--- PROBLEM TO SOLVE ---
Give the following records again in full and without alteration.

--- SUPPLIED DATA ---
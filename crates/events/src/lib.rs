//! Outbound ledger notifications and the pub/sub mechanics that carry them.

pub mod bus;
pub mod event;
pub mod local_bus;
pub mod notification;
pub mod sink;

pub use bus::{EventBus, Subscription};
pub use event::Event;
pub use local_bus::{LocalBus, LocalBusError};
pub use notification::{
    FulfilledLine, LedgerNotification, LotExpired, LotExpiringSoon, ReservationFulfilled,
    StockBelowReorder,
};
pub use sink::{NotificationSink, NullSink};
//! Movement Recorder: numbering, traceability queries and reconciliation.
//!
//! Ledger mutations hand their movements to the stock port's atomic commit,
//! so the recorder only numbers them ([`MovementRecorder::stage`]). The
//! standalone [`MovementRecorder::record`] exists for movements whose
//! quantity change was committed by another system.

use std::sync::Arc;

use chrono::{DateTime, Utc};
use serde::Serialize;
use tracing::info;

use lotledger_core::{LedgerResult, LotId, MovementId, Quantity, SequenceService};
use lotledger_inventory::{DocumentRef, Movement, MovementDraft, StockKey, net_delta};

use crate::repository::{MovementRepository, StockRepository};

const NUMBER_WIDTH: usize = 6;

/// Outcome of comparing the movement log with a stock record.
#[derive(Debug, Clone, Copy, PartialEq, Eq, Serialize)]
pub struct Reconciliation {
    pub key: StockKey,
    pub movement_total: Quantity,
    pub record_quantity: Quantity,
}

impl Reconciliation {
    pub fn is_balanced(&self) -> bool {
        self.movement_total == self.record_quantity
    }
}

pub struct MovementRecorder {
    movements: Arc<dyn MovementRepository>,
    stock: Arc<dyn StockRepository>,
    sequences: Arc<SequenceService>,
}

impl MovementRecorder {
    pub fn new(
        movements: Arc<dyn MovementRepository>,
        stock: Arc<dyn StockRepository>,
        sequences: Arc<SequenceService>,
    ) -> Self {
        Self {
            movements,
            stock,
            sequences,
        }
    }

    /// Give drafts an identity and a document number (`GR-000001`, ...).
    ///
    /// Numbers are drawn even if the commit later fails; gaps are expected.
    pub fn stage(
        &self,
        drafts: &[MovementDraft],
        reference: Option<&DocumentRef>,
        at: DateTime<Utc>,
    ) -> Vec<Movement> {
        drafts
            .iter()
            .map(|draft| {
                let number = self
                    .sequences
                    .next_formatted(draft.kind.number_prefix(), NUMBER_WIDTH);
                Movement::from_draft(MovementId::new(), number, *draft, at, reference.cloned())
            })
            .collect()
    }

    /// Append an already-numbered movement on its own.
    pub fn record(&self, movement: Movement) -> LedgerResult<()> {
        let (number, kind, key, delta) = (
            movement.number().to_string(),
            movement.kind(),
            movement.key(),
            movement.delta(),
        );
        self.movements.append(vec![movement])?;
        info!(movement = %number, kind = ?kind, key = %key, delta, "movement recorded");
        Ok(())
    }

    pub fn history_by_lot(&self, lot_id: LotId) -> LedgerResult<Vec<Movement>> {
        Ok(self.movements.list_by_lot(lot_id)?)
    }

    pub fn history(&self, key: StockKey) -> LedgerResult<Vec<Movement>> {
        Ok(self.movements.list_by_key(key)?)
    }

    /// Sum of movement deltas for `key` against the record's on-hand quantity.
    pub fn reconcile(&self, key: StockKey) -> LedgerResult<Reconciliation> {
        let movements = self.movements.list_by_key(key)?;
        let record_quantity = self.stock.get(key)?.map(|r| r.quantity()).unwrap_or(0);
        Ok(Reconciliation {
            key,
            movement_total: net_delta(&movements, key)?,
            record_quantity,
        })
    }
}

--- EXERCISE SOLUTION ---
filename crates/events/src/lib.rs
//! Outbound ledger notifications and the pub/sub mechanics that carry them.

pub mod bus;
pub mod event;
pub mod local_bus;
pub mod notification;
pub mod sink;

pub use bus::{EventBus, Subscription};
pub use event::Event;
pub use local_bus::{LocalBus, LocalBusError};
pub use notification::{
    FulfilledLine, LedgerNotification, LotExpired, LotExpiringSoon, ReservationFulfilled,
    StockBelowReorder,
};
pub use sink::{NotificationSink, NullSink};
//! Movement Recorder: numbering, traceability queries and reconciliation.
//!
//! Ledger mutations hand their movements to the stock port's atomic commit,
//! so the recorder only numbers them ([`MovementRecorder::stage`]). The
//! standalone [`MovementRecorder::record`] exists for movements whose
//! quantity change was committed by another system.

use std::sync::Arc;

use chrono::{DateTime, Utc};
use serde::Serialize;
use tracing::info;

use lotledger_core::{LedgerResult, LotId, MovementId, Quantity, SequenceService};
use lotledger_inventory::{DocumentRef, Movement, MovementDraft, StockKey, net_delta};

use crate::repository::{MovementRepository, StockRepository};

const NUMBER_WIDTH: usize = 6;

/// Outcome of comparing the movement log with a stock record.
#[derive(Debug, Clone, Copy, PartialEq, Eq, Serialize)]
pub struct Reconciliation {
    pub key: StockKey,
    pub movement_total: Quantity,
    pub record_quantity: Quantity,
}

impl Reconciliation {
    pub fn is_balanced(&self) -> bool {
        self.movement_total == self.record_quantity
    }
}

pub struct MovementRecorder {
    movements: Arc<dyn MovementRepository>,
    stock: Arc<dyn StockRepository>,
    sequences: Arc<SequenceService>,
}

impl MovementRecorder {
    pub fn new(
        movements: Arc<dyn MovementRepository>,
        stock: Arc<dyn StockRepository>,
        sequences: Arc<SequenceService>,
    ) -> Self {
        Self {
            movements,
            stock,
            sequences,
        }
    }

    /// Give drafts an identity and a document number (`GR-000001`, ...).
    ///
    /// Numbers are drawn even if the commit later fails; gaps are expected.
    pub fn stage(
        &self,
        drafts: &[MovementDraft],
        reference: Option<&DocumentRef>,
        at: DateTime<Utc>,
    ) -> Vec<Movement> {
        drafts
            .iter()
            .map(|draft| {
                let number = self
                    .sequences
                    .next_formatted(draft.kind.number_prefix(), NUMBER_WIDTH);
                Movement::from_draft(MovementId::new(), number, *draft, at, reference.cloned())
            })
            .collect()
    }

    /// Append an already-numbered movement on its own.
    pub fn record(&self, movement: Movement) -> LedgerResult<()> {
        let (number, kind, key, delta) = (
            movement.number().to_string(),
            movement.kind(),
            movement.key(),
            movement.delta(),
        );
        self.movements.append(vec![movement])?;
        info!(movement = %number, kind = ?kind, key = %key, delta, "movement recorded");
        Ok(())
    }

    pub fn history_by_lot(&self, lot_id: LotId) -> LedgerResult<Vec<Movement>> {
        Ok(self.movements.list_by_lot(lot_id)?)
    }

    pub fn history(&self, key: StockKey) -> LedgerResult<Vec<Movement>> {
        Ok(self.movements.list_by_key(key)?)
    }

    /// Sum of movement deltas for `key` against the record's on-hand quantity.
    pub fn reconcile(&self, key: StockKey) -> LedgerResult<Reconciliation> {
        let movements = self.movements.list_by_key(key)?;
        let record_quantity = self.stock.get(key)?.map(|r| r.quantity()).unwrap_or(0);
        Ok(Reconciliation {
            key,
            movement_total: net_delta(&movements, key)?,
            record_quantity,
        })
    }
}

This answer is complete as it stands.